Molto spesso agile viene associato a delle mere meccaniche: sia Scrum che Kanban offrono più di un modo per essere resi stupidi e derubati dei loro valori e principi originari, al punto di diventare semplicemente delle checklist di cose da fare per essere agili — “fai lo standup, fai la retrospettiva, controlla la tua velocity, controlla il work-in-progress, girati a destra, girati a sinistra, fai un salto, sorridi, sorridi di più, #happynessatwork”.
Ti propondo di aprire la mente e gli occhi, e di dare un’occhiata a come davvero le cose si muovono all’interno di un team e di una organizzazione, ci stai?
Hai mai visto un team stabile?

Adoro il lavoro che Heidi Helfland ha fatto per sgretolare il mito del team piccolo, stabile, autonomo e cross-funzionale che non è mai esistito nella storia dei team.
In questo video di 15 minuti spiega i concetti di base del suo libro, “Dynamic Reteaming”, che ha scritto basandosi sulle sue esperienze professionali, non basandosi su qualche applicazione teoretica di Scrum o di, iddio che ne scampi, del Modello Spotify. Se sei interessato a qualcosa di più lungo e che entra maggiormente nel dettaglio dei concetti c’è una una versione più lunga:
“If change is constant, you better get good at it”
Mi ha fatto pensare a quanto, come consulenti, ci piace parlare del modello di Tuckman, ma non offriamo mai consigli pratici sul come gestire le differenti fasi di un ciclo di vita di un team. L’approccio di helfland mi ha fatto pensare che il modello di Tuckman potrebbe non essere nemmeno il miglior modo per imparare e insegnare come approcciare le dinamiche di team, mentre il modello ecocycle/panarchy è sicuramente più adeguate — ma questo è argomento per un altro articolo…

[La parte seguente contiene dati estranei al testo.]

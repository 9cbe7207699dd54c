pub mod commands;

use clap::{Parser, Subcommand};

use crate::config::AppConfig;

#[derive(Parser)]
#[command(name = "task-api")]
#[command(about = "Task API - owner-scoped task management over cookie sessions")]
#[command(version)]
pub struct Cli {
    #[command(subcommand)]
    pub command: Option<Commands>,
}

#[derive(Subcommand, Debug, PartialEq, Eq)]
pub enum Commands {
    #[command(about = "Apply the database schema, then serve HTTP (default)")]
    Serve,

    #[command(about = "Apply the database schema and exit")]
    Migrate,
}

pub async fn run(cli: Cli) -> anyhow::Result<()> {
    let config = AppConfig::from_env()?;
    tracing::info!("Starting Task API in {:?} mode", config.environment);

    match cli.command.unwrap_or(Commands::Serve) {
        Commands::Serve => commands::serve::handle(config).await,
        Commands::Migrate => commands::migrate::handle(config).await,
    }
}

#[cfg(test)]
mod tests {
    use super::*;

    #[test]
    fn defaults_to_no_subcommand() {
        let cli = Cli::try_parse_from(["task-api"]).unwrap();
        assert_eq!(cli.command, None);
    }

    #[test]
    fn parses_migrate() {
        let cli = Cli::try_parse_from(["task-api", "migrate"]).unwrap();
        assert_eq!(cli.command, Some(Commands::Migrate));
    }

    #[test]
    fn rejects_unknown_subcommand() {
        assert!(Cli::try_parse_from(["task-api", "fly"]).is_err());
    }
}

Quello che succede spesso che mettiamo troppo valore nella stabilità e nella permanenza di un team: i team non sono mai davvero stabili e dovremmo gestire questa dinamicità con approcci adeguate — ad esempio imparando a gestire le dinamiche senza forzare modelli statici e meccaniche prescrittive.
Hai mai visto un team cross-funzionale?

Sempre sul tema “cose che esistono solo nella teoria”, dopo il concetto di team stabile, vediamo quante volte abiamo sentito quanto fosse buona l’idea di organizzare l’intera azienda o il dipartimento sviluppo prodotti basandoli su un certo numero di team piccoli e cross-funzionali, e di come questo fosse un requisito obbligatorio per l’agilità.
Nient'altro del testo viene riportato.